Work required — From the entries below, reproduce exactly the line containing "a warning message", the line containing "pub fn error(stage: Stage, context: Option<&str>, message: &str)", and every line in between, with nothing added.

Stored data:
==============================

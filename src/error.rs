//! Error types for the seabird results pipeline.
//!
//! Fetch, configuration and snapshot errors end a run. Sink errors are
//! classified and logged by the job entry points instead of propagating.

use thiserror::Error;

/// Errors raised while loading the pipeline configuration.
#[derive(Error, Debug)]
pub enum ConfigError {
    /// A required environment variable was not set.
    #[error("environment variable {0} must be set")]
    MissingVar(&'static str),

    /// The configuration file exists but could not be read.
    #[error("failed to read config file {path}: {source}")]
    Read {
        path: String,
        #[source]
        source: std::io::Error,
    },

    /// The configuration file is not valid TOML for `PipelineConfig`.
    #[error("failed to parse config file {path}: {source}")]
    Parse {
        path: String,
        #[source]
        source: toml::de::Error,
    },
}

/// Errors that can arise when querying the remote feature service.
#[derive(Error, Debug)]
pub enum SourceError {
    /// Transport-level failure (DNS, TLS, timeout, connection reset).
    #[error("HTTP request failed: {0}")]
    Http(#[from] reqwest::Error),

    /// Non-2xx HTTP response.
    #[error("HTTP error {status} from {url}")]
    Status { status: u16, url: String },

    /// The service answered 200 but with an `error` body.
    #[error("feature service error {code}: {message}")]
    Service { code: i64, message: String },

    /// The response body could not be deserialized.
    #[error("Parse error: {0}")]
    Parse(String),

    /// The portal item has no feature service URL.
    #[error("portal item {0} has no service url")]
    NoServiceUrl(String),

    /// The configured layer/table position does not exist in the service.
    #[error("feature service has no {kind} at index {index}")]
    MissingLayer { kind: &'static str, index: usize },
}

/// Errors that can arise when writing result tables.
#[derive(Error, Debug)]
pub enum SinkError {
    /// Rows do not match the table schema. Nothing was written.
    #[error("table {table} failed validation: {message}")]
    Validation { table: String, message: String },

    /// The results database rejected the write or the connection failed.
    #[error("database error: {0}")]
    Database(#[from] postgres::Error),

    #[error("I/O error: {0}")]
    Io(#[from] std::io::Error),

    #[error("CSV error: {0}")]
    Csv(#[from] csv::Error),
}

/// Errors returned by the job entry points in `pipeline`.
#[derive(Error, Debug)]
pub enum PipelineError {
    #[error(transparent)]
    Config(#[from] ConfigError),

    #[error(transparent)]
    Source(#[from] SourceError),

    /// The historical snapshot could not be loaded.
    #[error("historical snapshot {path}: {message}")]
    Snapshot { path: String, message: String },

    #[error(transparent)]
    Sink(#[from] SinkError),
}
/// Structured logging for the seabird results pipeline
///
/// Routes the `log` facade through a `fern` dispatcher. Messages carry the
/// pipeline stage and, where relevant, the table or layer they concern.
/// Supports console output and an append-mode log file for scheduled runs.

use crate::error::SinkError;
use chrono::Utc;
use serde::Deserialize;
use std::fmt;

const TARGET: &str = "seabird";

// ---------------------------------------------------------------------------
// Log Levels
// ---------------------------------------------------------------------------

#[derive(Debug, Clone, Copy, PartialEq, Eq, PartialOrd, Ord, Deserialize)]
#[serde(rename_all = "lowercase")]
pub enum LogLevel {
    Debug,
    Info,
    Warning,
    Error,
}

impl fmt::Display for LogLevel {
    fn fmt(&self, f: &mut fmt::Formatter<'_>) -> fmt::Result {
        match self {
            LogLevel::Debug => write!(f, "DEBUG"),
            LogLevel::Info => write!(f, "INFO"),
            LogLevel::Warning => write!(f, "WARN"),
            LogLevel::Error => write!(f, "ERROR"),
        }
    }
}

impl From<LogLevel> for log::LevelFilter {
    fn from(level: LogLevel) -> Self {
        match level {
            LogLevel::Debug => log::LevelFilter::Debug,
            LogLevel::Info => log::LevelFilter::Info,
            LogLevel::Warning => log::LevelFilter::Warn,
            LogLevel::Error => log::LevelFilter::Error,
        }
    }
}

// ---------------------------------------------------------------------------
// Pipeline Stages
// ---------------------------------------------------------------------------

#[derive(Debug, Clone, Copy, PartialEq, Eq)]
pub enum Stage {
    Source,
    Qaqc,
    Disturbance,
    Population,
    Sink,
    System,
}

impl fmt::Display for Stage {
    fn fmt(&self, f: &mut fmt::Formatter<'_>) -> fmt::Result {
        match self {
            Stage::Source => write!(f, "SRC"),
            Stage::Qaqc => write!(f, "QAQC"),
            Stage::Disturbance => write!(f, "DIST"),
            Stage::Population => write!(f, "POP"),
            Stage::Sink => write!(f, "DB"),
            Stage::System => write!(f, "SYS"),
        }
    }
}

// ---------------------------------------------------------------------------
// Failure Classification
// ---------------------------------------------------------------------------

#[derive(Debug, Clone, PartialEq, Eq)]
pub enum FailureType {
    /// Rows did not fit the destination schema - fix the data or the schema
    Validation,
    /// The sink could not be reached or dropped the connection
    Communication,
    /// Cannot tell from the error alone
    Unknown,
}

impl fmt::Display for FailureType {
    fn fmt(&self, f: &mut fmt::Formatter<'_>) -> fmt::Result {
        match self {
            FailureType::Validation => write!(f, "VALIDATION"),
            FailureType::Communication => write!(f, "COMMUNICATION"),
            FailureType::Unknown => write!(f, "UNKNOWN"),
        }
    }
}

// ---------------------------------------------------------------------------
// Logger Configuration
// ---------------------------------------------------------------------------

/// Initialize the global logger.
///
/// Info and debug go to stdout, warnings and errors to stderr. With
/// `console_timestamps` off, console lines are short; the log file always
/// gets the full timestamped entry.
pub fn init_logger(
    min_level: LogLevel,
    log_file: Option<&str>,
    console_timestamps: bool,
) -> Result<(), Box<dyn std::error::Error>> {
    let console = fern::Dispatch::new()
        .format(move |out, message, record| {
            if console_timestamps {
                out.finish(format_args!(
                    "{} {} {}",
                    Utc::now().format("%Y-%m-%d %H:%M:%S UTC"),
                    record.level(),
                    message
                ))
            } else {
                match record.level() {
                    log::Level::Error => out.finish(format_args!("   ✗ {}", message)),
                    log::Level::Warn => out.finish(format_args!("   ⚠ {}", message)),
                    _ => out.finish(format_args!("   {}", message)),
                }
            }
        })
        .chain(
            fern::Dispatch::new()
                .filter(|meta| meta.level() > log::Level::Warn)
                .chain(std::io::stdout()),
        )
        .chain(
            fern::Dispatch::new()
                .level(log::LevelFilter::Warn)
                .chain(std::io::stderr()),
        );

    let mut dispatch = fern::Dispatch::new()
        .level(min_level.into())
        .chain(console);

    if let Some(path) = log_file {
        dispatch = dispatch.chain(
            fern::Dispatch::new()
                .format(|out, message, record| {
                    out.finish(format_args!(
                        "{} {} {}",
                        Utc::now().format("%Y-%m-%d %H:%M:%S UTC"),
                        record.level(),
                        message
                    ))
                })
                .chain(fern::log_file(path)?),
        );
    }

    dispatch.apply()?;
    Ok(())
}

fn format_entry(stage: Stage, context: Option<&str>, message: &str) -> String {
    let context_part = context.map(|c| format!(" [{}]", c)).unwrap_or_default();
    format!("{}{}: {}", stage, context_part, message)
}

// ---------------------------------------------------------------------------
// Public Logging Functions
// ---------------------------------------------------------------------------

/// Log a general informational message
pub fn info(stage: Stage, context: Option<&str>, message: &str) {
    log::info!(target: TARGET, "{}", format_entry(stage, context, message));
}

/// Log a warning message
pub fn warn(stage: Stage, context: Option<&str>, message: &str) {
    log::warn!(target: TARGET, "{}", format_entry(stage, context, message));
}

/// Log an error message
pub fn error(stage: Stage, context: Option<&str>, message: &str) {
    log::error!(target: TARGET, "{}", format_entry(stage, context, message));
}

/// Log a debug message
pub fn debug(stage: Stage, context: Option<&str>, message: &str) {
    log::debug!(target: TARGET, "{}", format_entry(stage, context, message));
}

// ---------------------------------------------------------------------------
// Failure Classification Helpers
// ---------------------------------------------------------------------------

/// Classify a sink failure as a data problem or a communication problem.
///
/// PostgreSQL SQLSTATE class 22 (data exception) and 42 (syntax error or
/// access rule violation, e.g. undefined column) mean the rows did not fit
/// the destination. Class 08 and closed connections are communication.
pub fn classify_sink_failure(err: &SinkError) -> FailureType {
    match err {
        SinkError::Validation { .. } => FailureType::Validation,
        SinkError::Csv(_) => FailureType::Validation,
        SinkError::Io(_) => FailureType::Communication,
        SinkError::Database(db) => {
            if db.is_closed() {
                return FailureType::Communication;
            }
            match db.code().map(|c| c.code()) {
                Some(code) if code.starts_with("22") || code.starts_with("42") => {
                    FailureType::Validation
                }
                Some(code) if code.starts_with("08") => FailureType::Communication,
                Some(_) => FailureType::Unknown,
                // No SQLSTATE: the error came from the client side of the
                // connection rather than from the server.
                None => FailureType::Communication,
            }
        }
    }
}

// ---------------------------------------------------------------------------
// Structured Failure Logging
// ---------------------------------------------------------------------------

/// Log a failed table publish with automatic classification.
pub fn log_sink_failure(table: &str, operation: &str, err: &SinkError) {
    let failure_type = classify_sink_failure(err);
    let message = format!("{} failed [{}]: {}", operation, failure_type, err);

    match failure_type {
        FailureType::Validation => warn(Stage::Sink, Some(table), &message),
        FailureType::Communication | FailureType::Unknown => {
            error(Stage::Sink, Some(table), &message)
        }
    }
}

// ---------------------------------------------------------------------------
// Summary Logging
// ---------------------------------------------------------------------------

/// Log how many rows QAQC kept and why the rest were excluded.
pub fn log_qaqc_summary(stage: Stage, total: usize, clean: usize, flags: &[(String, usize)]) {
    let message = format!("QAQC complete: {}/{} rows clean", clean, total);
    if total > 0 && clean == 0 {
        warn(stage, None, &message);
    } else {
        info(stage, None, &message);
    }
    for (flag, count) in flags {
        debug(stage, None, &format!("  {}: {}", flag, count));
    }
}

/// Log the outcome of a replace-table publish.
pub fn log_publish_summary(table: &str, rows: usize) {
    let message = format!("Table replaced with {} rows", rows);
    if rows == 0 {
        warn(Stage::Sink, Some(table), &message);
    } else {
        info(Stage::Sink, Some(table), &message);
    }
}
//! Pipeline configuration.
//!
//! Everything a job needs is carried in one `PipelineConfig` value that is
//! passed to the entry points in `pipeline`. The environment is read only in
//! `PipelineConfig::from_env`, which the binaries call once at startup:
//!
//! - `SEABIRD_DATABASE_URL` (required): results database connection string.
//! - `SEABIRD_CONFIG` (optional): TOML file path, default `seabird.toml`.
//!
//! Every TOML field has a default, so a missing file is not an error.

use crate::error::ConfigError;
use crate::logging::LogLevel;
use serde::Deserialize;
use std::collections::BTreeMap;
use std::path::{Path, PathBuf};

pub const DATABASE_URL_VAR: &str = "SEABIRD_DATABASE_URL";
pub const CONFIG_PATH_VAR: &str = "SEABIRD_CONFIG";
pub const DEFAULT_CONFIG_PATH: &str = "seabird.toml";

/// Fraction of a survey area's count blocks that must be surveyed on a day.
pub const BLOCK_COVERAGE_THRESHOLD: f64 = 0.6;

#[derive(Debug, Clone, Default, Deserialize)]
#[serde(default)]
pub struct PipelineConfig {
    /// Filled from the environment, never from the file.
    #[serde(skip)]
    pub database_url: String,
    pub source: SourceConfig,
    pub qaqc: QaqcConfig,
    pub output: OutputConfig,
    pub logging: LoggingConfig,
}

impl PipelineConfig {
    /// Loads `.env`, then the TOML file named by `SEABIRD_CONFIG`, then the
    /// database URL.
    pub fn from_env() -> Result<Self, ConfigError> {
        dotenv::dotenv().ok();

        let path =
            std::env::var(CONFIG_PATH_VAR).unwrap_or_else(|_| DEFAULT_CONFIG_PATH.to_string());
        let mut config = Self::load(Path::new(&path))?;
        config.database_url =
            std::env::var(DATABASE_URL_VAR).map_err(|_| ConfigError::MissingVar(DATABASE_URL_VAR))?;
        Ok(config)
    }

    /// Reads a TOML file, falling back to defaults when it does not exist.
    pub fn load(path: &Path) -> Result<Self, ConfigError> {
        if !path.exists() {
            return Ok(Self::default());
        }
        let text = std::fs::read_to_string(path).map_err(|source| ConfigError::Read {
            path: path.display().to_string(),
            source,
        })?;
        Self::parse(&text).map_err(|source| ConfigError::Parse {
            path: path.display().to_string(),
            source,
        })
    }

    pub fn parse(text: &str) -> Result<Self, toml::de::Error> {
        toml::from_str(text)
    }
}

// ---------------------------------------------------------------------------
// Feature service
// ---------------------------------------------------------------------------

#[derive(Debug, Clone, Copy, PartialEq, Eq, Deserialize)]
#[serde(rename_all = "lowercase")]
pub enum LayerKind {
    Layer,
    Table,
}

impl LayerKind {
    pub fn as_str(&self) -> &'static str {
        match self {
            LayerKind::Layer => "layer",
            LayerKind::Table => "table",
        }
    }
}

/// Position of a feature set in the service's `layers` or `tables` list.
#[derive(Debug, Clone, Copy, PartialEq, Eq, Deserialize)]
pub struct LayerRef {
    pub kind: LayerKind,
    pub index: usize,
}

impl LayerRef {
    pub const fn layer(index: usize) -> Self {
        LayerRef { kind: LayerKind::Layer, index }
    }

    pub const fn table(index: usize) -> Self {
        LayerRef { kind: LayerKind::Table, index }
    }
}

#[derive(Debug, Clone, PartialEq, Eq, Deserialize)]
#[serde(default)]
pub struct LayerMapping {
    pub surveys: LayerRef,
    pub observations: LayerRef,
    pub events: LayerRef,
}

impl Default for LayerMapping {
    fn default() -> Self {
        LayerMapping {
            surveys: LayerRef::layer(0),
            observations: LayerRef::table(0),
            events: LayerRef::table(1),
        }
    }
}

#[derive(Debug, Clone, Deserialize)]
#[serde(default)]
pub struct SourceConfig {
    pub portal_url: String,
    /// Portal item ID of the survey feature service.
    pub content_id: String,
    /// Records requested per query page.
    pub page_size: usize,
    pub timeout_secs: u64,
    pub layers: LayerMapping,
}

impl Default for SourceConfig {
    fn default() -> Self {
        SourceConfig {
            portal_url: "https://www.arcgis.com".to_string(),
            content_id: "e40fcb8191c1427ab09836f62ccd8340".to_string(),
            page_size: 2000,
            timeout_secs: 60,
            layers: LayerMapping::default(),
        }
    }
}

// ---------------------------------------------------------------------------
// QAQC
// ---------------------------------------------------------------------------

#[derive(Debug, Clone, Deserialize)]
#[serde(default)]
pub struct QaqcConfig {
    /// Count blocks expected in areas without an explicit entry.
    pub default_expected_blocks: u32,
    /// Count blocks per survey area. Add entries as new sites are added.
    pub expected_blocks: BTreeMap<String, u32>,
}

impl Default for QaqcConfig {
    fn default() -> Self {
        QaqcConfig {
            default_expected_blocks: 10,
            expected_blocks: BTreeMap::from([("shell_beach".to_string(), 7)]),
        }
    }
}

impl QaqcConfig {
    pub fn expected_blocks_for(&self, survey_area: &str) -> u32 {
        self.expected_blocks
            .get(survey_area)
            .copied()
            .unwrap_or(self.default_expected_blocks)
    }
}

// ---------------------------------------------------------------------------
// Output and logging
// ---------------------------------------------------------------------------

#[derive(Debug, Clone, Deserialize)]
#[serde(default)]
pub struct OutputConfig {
    /// Frozen historical results (`.json` or `.csv`). None = no historical rows.
    pub historical_snapshot: Option<PathBuf>,
    /// Debug copy of the disturbance table. None disables the export.
    pub disturbance_csv: Option<PathBuf>,
}

impl Default for OutputConfig {
    fn default() -> Self {
        OutputConfig {
            historical_snapshot: None,
            disturbance_csv: Some(PathBuf::from("disturbance.csv")),
        }
    }
}

#[derive(Debug, Clone, Deserialize)]
#[serde(default)]
pub struct LoggingConfig {
    pub level: LogLevel,
    pub file: Option<String>,
    pub console_timestamps: bool,
}

impl Default for LoggingConfig {
    fn default() -> Self {
        LoggingConfig {
            level: LogLevel::Info,
            file: None,
            console_timestamps: false,
        }
    }
}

==============================

Answer below —
/// Log a warning message
pub fn warn(stage: Stage, context: Option<&str>, message: &str) {
    log::warn!(target: TARGET, "{}", format_entry(stage, context, message));
}

/// Log an error message
pub fn error(stage: Stage, context: Option<&str>, message: &str) {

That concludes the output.